TASK DETAILS: Only one stretch of the records below is wanted: the lines from the one holding "#[cfg(test)]" through the one holding "assert_eq!(config.session.backend, SessionBackend::Memory);". Return it exactly, both ends included.

<<<<

use aerobook_core::SeatLayout;
use serde::Deserialize;
use std::env;

#[derive(Debug, Deserialize, Clone)]
pub struct Config {
    pub server: ServerConfig,
    pub database: DatabaseConfig,
    pub session: SessionConfig,
    pub auth: AuthConfig,
    pub booking: BookingRules,
}

#[derive(Debug, Deserialize, Clone)]
pub struct ServerConfig {
    pub port: u16,
}

#[derive(Debug, Deserialize, Clone)]
pub struct DatabaseConfig {
    pub url: String,
    pub max_connections: u32,
}

#[derive(Debug, Deserialize, Clone, Copy, PartialEq, Eq)]
#[serde(rename_all = "lowercase")]
pub enum SessionBackend {
    Memory,
    Redis,
}

#[derive(Debug, Deserialize, Clone)]
pub struct SessionConfig {
    pub backend: SessionBackend,
    pub redis_url: Option<String>,
    pub ttl_seconds: u64,
}

#[derive(Debug, Deserialize, Clone)]
pub struct AuthConfig {
    pub jwt_secret: String,
    pub jwt_expiration_seconds: u64,
}

#[derive(Debug, Deserialize, Clone)]
pub struct BookingRules {
    pub max_passengers: u32,
    pub seat_rows: u32,
    pub seat_letters: String,
}

impl BookingRules {
    pub fn seat_layout(&self) -> SeatLayout {
        SeatLayout {
            rows: self.seat_rows,
            letters: self.seat_letters.clone(),
        }
    }
}

impl Default for BookingRules {
    fn default() -> Self {
        let layout = SeatLayout::default();
        Self {
            max_passengers: 9,
            seat_rows: layout.rows,
            seat_letters: layout.letters,
        }
    }
}

impl Config {
    pub fn load() -> Result<Self, config::ConfigError> {
        let run_mode = env::var("RUN_MODE").unwrap_or_else(|_| "development".into());

        Self::with_defaults()?
            .add_source(config::File::with_name("config/default").required(false))
            .add_source(config::File::with_name(&format!("config/{}", run_mode)).required(false))
            // Never checked in
            .add_source(config::File::with_name("config/local").required(false))
            // e.g. `AEROBOOK__DATABASE__URL=sqlite://prod.db`
            .add_source(config::Environment::with_prefix("AEROBOOK").separator("__"))
            .build()?
            .try_deserialize()
    }

    fn with_defaults() -> Result<config::ConfigBuilder<config::builder::DefaultState>, config::ConfigError> {
        let rules = BookingRules::default();
        config::Config::builder()
            .set_default("server.port", 8000_i64)?
            .set_default("database.url", "sqlite://aerobook.db")?
            .set_default("database.max_connections", 5_i64)?
            .set_default("session.backend", "memory")?
            .set_default("session.ttl_seconds", 3600_i64)?
            .set_default("auth.jwt_secret", "change-me-in-production")?
            .set_default("auth.jwt_expiration_seconds", 28_800_i64)?
            .set_default("booking.max_passengers", i64::from(rules.max_passengers))?
            .set_default("booking.seat_rows", i64::from(rules.seat_rows))?
            .set_default("booking.seat_letters", rules.seat_letters)
    }
}

#[cfg(test)]
mod tests {
    use super::*;

    #[test]
    fn test_defaults_deserialize() {
        let config: Config = Config::with_defaults()
            .unwrap()
            .build()
            .unwrap()
            .try_deserialize()
            .unwrap();

        assert_eq!(config.server.port, 8000);
        assert_eq!(config.session.backend, SessionBackend::Memory);
        assert!(config.session.redis_url.is_none());
        assert_eq!(config.booking.max_passengers, 9);
        assert_eq!(config.booking.seat_layout(), SeatLayout::default());
    }

    #[test]
    fn test_overrides_win_over_defaults() {
        let config: Config = Config::with_defaults()
            .unwrap()
            .set_override("session.backend", "redis")
            .unwrap()
            .set_override("session.redis_url", "redis://127.0.0.1/")
            .unwrap()
            .set_override("booking.seat_letters", "ABCD")
            .unwrap()
            .build()
            .unwrap()
            .try_deserialize()
            .unwrap();

        assert_eq!(config.session.backend, SessionBackend::Redis);
        assert_eq!(config.session.redis_url.as_deref(), Some("redis://127.0.0.1/"));
        assert_eq!(config.booking.seat_layout().letters(), vec!['A', 'B', 'C', 'D']);
    }
}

>>>>

RESPONSE TO THE EXERCISE:
#[cfg(test)]
mod tests {
    use super::*;

    #[test]
    fn test_defaults_deserialize() {
        let config: Config = Config::with_defaults()
            .unwrap()
            .build()
            .unwrap()
            .try_deserialize()
            .unwrap();

        assert_eq!(config.server.port, 8000);
        assert_eq!(config.session.backend, SessionBackend::Memory);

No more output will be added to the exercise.